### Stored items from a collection
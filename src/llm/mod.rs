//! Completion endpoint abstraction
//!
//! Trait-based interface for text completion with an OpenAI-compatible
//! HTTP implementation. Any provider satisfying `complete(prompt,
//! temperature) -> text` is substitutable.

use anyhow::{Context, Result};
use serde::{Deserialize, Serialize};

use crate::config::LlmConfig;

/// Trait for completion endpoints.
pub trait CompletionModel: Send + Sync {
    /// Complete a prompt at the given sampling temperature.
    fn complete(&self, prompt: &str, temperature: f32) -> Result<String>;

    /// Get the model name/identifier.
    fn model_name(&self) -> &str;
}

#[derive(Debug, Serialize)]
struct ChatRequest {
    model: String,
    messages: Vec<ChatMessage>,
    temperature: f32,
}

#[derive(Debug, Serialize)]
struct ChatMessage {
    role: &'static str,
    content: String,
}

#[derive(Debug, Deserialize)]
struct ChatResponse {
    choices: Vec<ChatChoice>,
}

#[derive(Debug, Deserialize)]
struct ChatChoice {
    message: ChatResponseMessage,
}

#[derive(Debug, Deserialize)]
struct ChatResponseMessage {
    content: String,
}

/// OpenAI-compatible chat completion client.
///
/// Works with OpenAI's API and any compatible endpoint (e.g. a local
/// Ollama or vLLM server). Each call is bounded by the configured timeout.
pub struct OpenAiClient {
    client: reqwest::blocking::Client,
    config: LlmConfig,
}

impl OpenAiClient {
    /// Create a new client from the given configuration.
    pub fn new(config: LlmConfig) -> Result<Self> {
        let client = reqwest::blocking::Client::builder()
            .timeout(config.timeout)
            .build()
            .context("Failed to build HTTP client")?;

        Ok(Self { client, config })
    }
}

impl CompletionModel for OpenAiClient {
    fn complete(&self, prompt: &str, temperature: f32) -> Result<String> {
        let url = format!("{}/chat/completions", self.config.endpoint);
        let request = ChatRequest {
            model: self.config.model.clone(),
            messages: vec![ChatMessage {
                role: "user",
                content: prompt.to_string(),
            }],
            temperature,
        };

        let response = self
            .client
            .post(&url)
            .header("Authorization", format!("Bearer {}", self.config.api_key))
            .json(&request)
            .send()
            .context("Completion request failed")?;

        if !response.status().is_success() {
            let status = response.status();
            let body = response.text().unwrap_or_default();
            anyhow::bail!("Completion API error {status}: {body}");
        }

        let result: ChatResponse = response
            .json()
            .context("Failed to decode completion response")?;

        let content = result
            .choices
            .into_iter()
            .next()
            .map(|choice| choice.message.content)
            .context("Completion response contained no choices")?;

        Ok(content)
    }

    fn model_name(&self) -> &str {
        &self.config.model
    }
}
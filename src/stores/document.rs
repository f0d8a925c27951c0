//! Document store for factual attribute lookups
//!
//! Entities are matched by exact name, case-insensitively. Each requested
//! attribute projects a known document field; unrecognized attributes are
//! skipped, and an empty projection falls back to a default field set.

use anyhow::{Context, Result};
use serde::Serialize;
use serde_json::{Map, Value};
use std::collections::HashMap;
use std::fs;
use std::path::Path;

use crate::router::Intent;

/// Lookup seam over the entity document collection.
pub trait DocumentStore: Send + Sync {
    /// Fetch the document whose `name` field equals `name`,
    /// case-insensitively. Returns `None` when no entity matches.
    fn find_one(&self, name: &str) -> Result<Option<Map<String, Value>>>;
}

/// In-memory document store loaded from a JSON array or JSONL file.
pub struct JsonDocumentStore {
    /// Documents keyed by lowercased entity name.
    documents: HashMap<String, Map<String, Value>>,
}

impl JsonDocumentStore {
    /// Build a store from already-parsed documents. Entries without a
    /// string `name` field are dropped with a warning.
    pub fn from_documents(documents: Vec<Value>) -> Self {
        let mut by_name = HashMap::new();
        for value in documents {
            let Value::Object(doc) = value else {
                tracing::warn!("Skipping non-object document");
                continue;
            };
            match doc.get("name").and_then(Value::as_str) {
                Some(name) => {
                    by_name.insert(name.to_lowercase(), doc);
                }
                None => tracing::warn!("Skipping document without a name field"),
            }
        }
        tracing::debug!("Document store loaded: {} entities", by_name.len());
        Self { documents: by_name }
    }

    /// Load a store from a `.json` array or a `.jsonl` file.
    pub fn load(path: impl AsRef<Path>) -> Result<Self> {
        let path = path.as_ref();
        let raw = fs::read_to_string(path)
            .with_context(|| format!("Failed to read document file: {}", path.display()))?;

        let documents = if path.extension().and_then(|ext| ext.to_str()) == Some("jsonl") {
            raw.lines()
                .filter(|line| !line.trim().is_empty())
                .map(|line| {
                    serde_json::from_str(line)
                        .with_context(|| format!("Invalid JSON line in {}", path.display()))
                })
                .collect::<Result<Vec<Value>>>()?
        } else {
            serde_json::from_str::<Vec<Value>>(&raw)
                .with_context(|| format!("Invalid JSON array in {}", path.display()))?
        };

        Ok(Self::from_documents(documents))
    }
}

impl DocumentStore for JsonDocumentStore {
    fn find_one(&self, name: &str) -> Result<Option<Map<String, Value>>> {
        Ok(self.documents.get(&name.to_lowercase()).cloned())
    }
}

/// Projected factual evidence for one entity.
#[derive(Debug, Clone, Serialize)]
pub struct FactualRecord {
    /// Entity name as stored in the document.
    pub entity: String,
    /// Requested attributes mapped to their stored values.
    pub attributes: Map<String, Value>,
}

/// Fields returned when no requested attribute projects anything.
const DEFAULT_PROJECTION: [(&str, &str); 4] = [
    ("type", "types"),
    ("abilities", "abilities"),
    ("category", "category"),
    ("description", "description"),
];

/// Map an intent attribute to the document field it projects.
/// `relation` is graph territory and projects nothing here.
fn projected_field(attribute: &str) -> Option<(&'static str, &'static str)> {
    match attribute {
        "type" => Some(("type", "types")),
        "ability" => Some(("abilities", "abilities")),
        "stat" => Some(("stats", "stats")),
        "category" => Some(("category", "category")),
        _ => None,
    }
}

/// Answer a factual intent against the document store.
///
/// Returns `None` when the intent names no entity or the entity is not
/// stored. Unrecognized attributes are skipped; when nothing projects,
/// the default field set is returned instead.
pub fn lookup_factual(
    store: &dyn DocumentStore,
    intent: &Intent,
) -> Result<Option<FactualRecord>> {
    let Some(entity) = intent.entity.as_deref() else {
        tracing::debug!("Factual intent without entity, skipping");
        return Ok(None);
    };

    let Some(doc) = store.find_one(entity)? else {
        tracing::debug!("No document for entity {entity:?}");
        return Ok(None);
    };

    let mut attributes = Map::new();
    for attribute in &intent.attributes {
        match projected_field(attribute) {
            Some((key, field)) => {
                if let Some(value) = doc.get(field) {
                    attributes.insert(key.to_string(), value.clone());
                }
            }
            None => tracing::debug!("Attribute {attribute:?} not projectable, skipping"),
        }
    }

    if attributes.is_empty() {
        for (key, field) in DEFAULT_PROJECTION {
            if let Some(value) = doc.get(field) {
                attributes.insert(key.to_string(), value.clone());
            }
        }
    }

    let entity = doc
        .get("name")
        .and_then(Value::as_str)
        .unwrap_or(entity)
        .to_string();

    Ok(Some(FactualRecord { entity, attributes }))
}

### What the task asks
Once the lines containing "crate" in the data above are counted, give the total by itself.

### Answer space
2